In Uganda, over 1.7 million refugees, including Congolese mother Agnes Bulaba, are struggling with declining food aid as international support dwindles. 

For Bulaba, survival often means sending her children to scavenge for food among local communities or, as she shared, turning to work as a prostitute. “As a woman who’s not married, life is hard. Some locals keep throwing stones at us, but we just want to feed our kids and buy them some clothes,” she told The Associated Press.

Despite its reputation as a welcoming host for refugees fleeing conflicts from Congo, Sudan, and South Sudan, Uganda’s humanitarian efforts are stretched thin. Refugee numbers swell by about 10,000 each month, straining resources and heightening tension with local communities.

Funding cuts have forced the U.N.’s World Food Program to reduce rations to as little as $3 per month for most refugees. Food assistance decreases to 60% after three months and to 30% after six, leaving many, like the nearly 100,000 refugees in Bulaba’s Rwamwanja settlement, struggling with hunger.

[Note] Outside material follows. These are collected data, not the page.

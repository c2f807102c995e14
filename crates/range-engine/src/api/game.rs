use glam::Vec2;

use crate::api::types::GameEvent;
use crate::core::frame_loop::FrameLoop;
use crate::core::rng::Rng;
use crate::input::queue::InputQueue;
use crate::renderer::circle::CircleBuffer;
use crate::systems::hud::HudState;

/// Configuration for the engine, provided by the game.
#[derive(Debug, Clone)]
pub struct GameConfig {
    /// Fixed timestep in seconds (default: 1/60).
    pub fixed_dt: f32,
    /// World width in game units (canvas pixels).
    pub world_width: f32,
    /// World height in game units (canvas pixels).
    pub world_height: f32,
    /// Maximum number of circles drawn per frame (default: 64).
    pub max_circles: usize,
    /// Maximum number of game events per frame (default: 32).
    pub max_events: usize,
    /// Number of HUD text slots (default: 4).
    pub hud_slots: usize,
}

impl Default for GameConfig {
    fn default() -> Self {
        Self {
            fixed_dt: 1.0 / 60.0,
            world_width: 800.0,
            world_height: 600.0,
            max_circles: 64,
            max_events: 32,
            hud_slots: 4,
        }
    }
}

/// The core contract every game must fulfill.
pub trait Game {
    /// Return engine configuration. Called once before init.
    fn config(&self) -> GameConfig {
        GameConfig::default()
    }

    /// Apply a JSON configuration supplied by the host before `init`.
    /// Games without tunables keep the default, which accepts anything.
    fn configure(&mut self, _json: &str) -> Result<(), Box<dyn std::error::Error>> {
        Ok(())
    }

    /// Setup initial state and publish the first HUD contents.
    fn init(&mut self, ctx: &mut EngineContext);

    /// Handle queued input. Runs once per tick, also while the frame loop is
    /// stopped, so UI commands can bring a finished game back to life.
    fn input(&mut self, _ctx: &mut EngineContext, _input: &InputQueue) {}

    /// One fixed step of simulation. Only called while the frame loop runs.
    fn update(&mut self, ctx: &mut EngineContext);

    /// Optional read-only render pass for draw commands.
    fn render(&self, _ctx: &mut RenderContext) {}
}

/// Mutable access to engine state, passed to the `Game` callbacks.
pub struct EngineContext {
    pub frame_loop: FrameLoop,
    pub hud: HudState,
    pub events: Vec<GameEvent>,
    pub rng: Rng,
    /// Pixel size of the drawing surface. The runner copies it from the
    /// surface it owns; until then it is the configured world size.
    pub surface: Vec2,
    max_events: usize,
}

impl EngineContext {
    pub fn new(config: &GameConfig, seed: u64) -> Self {
        Self {
            frame_loop: FrameLoop::new(config.fixed_dt),
            hud: HudState::new(config.hud_slots),
            events: Vec::with_capacity(config.max_events),
            rng: Rng::new(seed),
            surface: Vec2::new(config.world_width, config.world_height),
            max_events: config.max_events,
        }
    }

    /// Emit a game event to be forwarded to TypeScript.
    /// Events past the per-frame capacity are dropped.
    pub fn emit_event(&mut self, event: GameEvent) {
        if self.events.len() >= self.max_events {
            log::warn!("event buffer full ({}), dropping kind {}", self.max_events, event.kind);
            return;
        }
        self.events.push(event);
    }

    /// Clear per-frame transient data.
    pub fn clear_frame_data(&mut self) {
        self.events.clear();
    }
}

impl Default for EngineContext {
    fn default() -> Self {
        Self::new(&GameConfig::default(), 42)
    }
}

/// Render context for the game's draw pass.
pub struct RenderContext<'a> {
    pub circles: &'a mut CircleBuffer,
}

#[cfg(test)]
mod tests {
    use super::*;

    #[test]
    fn context_follows_config() {
        let config = GameConfig {
            fixed_dt: 1.0 / 30.0,
            hud_slots: 2,
            ..GameConfig::default()
        };
        let ctx = EngineContext::new(&config, 7);
        assert_eq!(ctx.frame_loop.dt(), 1.0 / 30.0);
        assert_eq!(ctx.hud.slot_count(), 2);
        assert!(ctx.frame_loop.is_running());
        assert_eq!(ctx.surface, Vec2::new(800.0, 600.0));
    }

    #[test]
    fn events_are_capped_per_frame() {
        let config = GameConfig {
            max_events: 2,
            ..GameConfig::default()
        };
        let mut ctx = EngineContext::new(&config, 1);
        for i in 0..5 {
            ctx.emit_event(GameEvent::new(i as f32, 0.0, 0.0, 0.0));
        }
        assert_eq!(ctx.events.len(), 2);

        ctx.clear_frame_data();
        assert!(ctx.events.is_empty());
    }
}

Filippo Grandi, the U.N. High Commissioner for Refugees, recently visited Uganda, calling for urgent funding. “Services here are overstretched. Natural resources are limited, and financial support is not keeping pace with the needs,” he stated, urging the global community not to take Uganda’s generosity “for granted.”

Ugandan officials, such as refugee minister Hillary Onek, emphasize the need for self-reliance programs in carpentry, bricklaying, and welding to help refugees. “We are trying to be innovative,” he said, acknowledging that funding has “dwindled over the years.”